In 1904, he entered the Physics and Mathematics Faculty of Saint Petersburg Imperial University. In 1906, at the invitation of the German physicist Friedrich Paschen, he studied at the University of Tübingen in Germany for two semesters.
After graduating from Saint Petersburg University in 1910, he taught from 1918 and lectured at the Polytechnic Institute of Petrograd. He was the first scientific secretary and first head of the theoretical department of the Physicotechnical Institute founded by Abram Ioffe .
from 1920 he was a Member of the Atomic Commission at the State Optical Institute, chaired by D. S. Rozhdestvensky.

From 1932, he worked as a professor and head of the department at Leningrad University. In 1933, he was appointed dean of the Faculty of Physics, and from 1934, director of the Research Physics Institute (NIFI).

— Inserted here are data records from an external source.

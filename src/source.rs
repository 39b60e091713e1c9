//! Initial-grid loading.
//!
//! The record is up to four lines of up to four comma-separated integers.
//! Anything that does not parse, and anything missing, reads as an empty cell:
//! loading never fails.

use std::fs;
use std::path::{Path, PathBuf};

use log::debug;

use crate::engine::{Grid, SIZE};

/// Supplies the grid a session starts from.
pub trait BoardSource {
    fn load(&mut self) -> Grid;
}

/// A fixed grid is its own source.
impl BoardSource for Grid {
    fn load(&mut self) -> Grid {
        *self
    }
}

/// Reads the starting grid from a CSV file.
#[derive(Debug, Clone)]
pub struct CsvBoardSource {
    path: PathBuf,
}

impl CsvBoardSource {
    pub fn new<P: Into<PathBuf>>(path: P) -> Self {
        Self { path: path.into() }
    }

    pub fn path(&self) -> &Path {
        &self.path
    }
}

impl BoardSource for CsvBoardSource {
    fn load(&mut self) -> Grid {
        match fs::read_to_string(&self.path) {
            Ok(text) => parse_grid(&text),
            Err(e) => {
                debug!("no starting grid at {}: {e}; using an empty grid", self.path.display());
                Grid::EMPTY
            }
        }
    }
}

/// Parse CSV text into a grid. Extra rows/columns are ignored.
///
/// ```
/// use slide_2048::source::parse_grid;
/// let g = parse_grid("2,2,x\n\n0,4\n");
/// assert_eq!(g.rows()[0], [2, 2, 0, 0]);
/// assert_eq!(g.rows()[1], [0, 0, 0, 0]);
/// assert_eq!(g.rows()[2], [0, 4, 0, 0]);
/// ```
pub fn parse_grid(text: &str) -> Grid {
    let mut grid = Grid::EMPTY;
    for (r, line) in text.lines().take(SIZE).enumerate() {
        if line.is_empty() {
            continue;
        }
        for (c, cell) in line.split(',').take(SIZE).enumerate() {
            grid.set(r, c, parse_cell(cell));
        }
    }
    grid
}

/// Leading integer of `cell`, like C's `stoi`: leading whitespace is skipped,
/// an optional sign is accepted and parsing stops at the first non-digit.
/// No digits, a negative value or an overflow all read as 0.
fn parse_cell(cell: &str) -> u64 {
    let rest = cell.trim_start();
    let (negative, digits) = match rest.as_bytes().first() {
        Some(b'-') => (true, &rest[1..]),
        Some(b'+') => (false, &rest[1..]),
        _ => (false, rest),
    };
    let end = digits.find(|c: char| !c.is_ascii_digit()).unwrap_or(digits.len());
    if negative {
        return 0;
    }
    digits[..end].parse().unwrap_or(0)
}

In the 1930s, he worked at the geological committee of the Central Institute of the Geological Prospecting Research (TsNIGRI).

==Contribution to geophysics==
Bursian's contribution to geophysics is unexplored; however, the role of him in developing electromagnetic method such as the Sundberg method must not be disregarded. He treated a buried cable and a cable on the ground surface. He also outlined a complete solution to the problem of a long cable on a multilayered earth. Bursian had remarkable work on covering dipole sources.

At Leningrad State University's Department of Electrical Exploration, he developed the theoretical foundations of mineral exploration, and managed to discover large copper-pyrite deposits in the Ural region using the method of equipotential lines.
He took part in expeditions to the regions of the Urals, West Siberian Lowland, Kuzbass, Kuznetsk Alatau, and the Caspian Lowland. He even personally led some of them. His role in the organization of higher geophysical education and the training of young specialists in universities is great. With his active participation, profiles were determined and the first plans of geophysical specialties were developed.

==Arrest and death==
On 8 October 1936, Bursian was arrested in connection with the Pulkovo case. In May 1937, at the Military Collegium of the USSR Supreme Court, he was sentenced to 10 years in prison. He was sent to work at the Special Technical Bureau of the NKVD ("Kresty"), where he was engaged in the thermal calculation of tools. With the beginning of the Great Patriotic War together in the OKB evacuation to the city of Molotov.

In May 1945, he returned to Leningrad. He died on 15 December of the same year in a prison hospital from a kidney disease.

He was posthumously rehabilitated in 1956.

==Research interests==
Bursian was one of the pioneers of Soviet physics who played a large role in the development of theoretical physics in the USSR.
Bursian carried out studies on the physics of currents in gases and vacuum, on dispersion and gyration, the electronic theory of matter and the kinetics of chain reactions. He was the first to develop electrophysical methods in geological exploration.

Bursian is the author of a number of scientific works on theoretical physics. The most famous are his work on thermionic emission and the passage of current through a vacuum.

==Selected works==
- V.R. Bursian, Theory of electromagnetic fields used in electrical exploration, Leningrad: Nedra, 1933 (in Russian).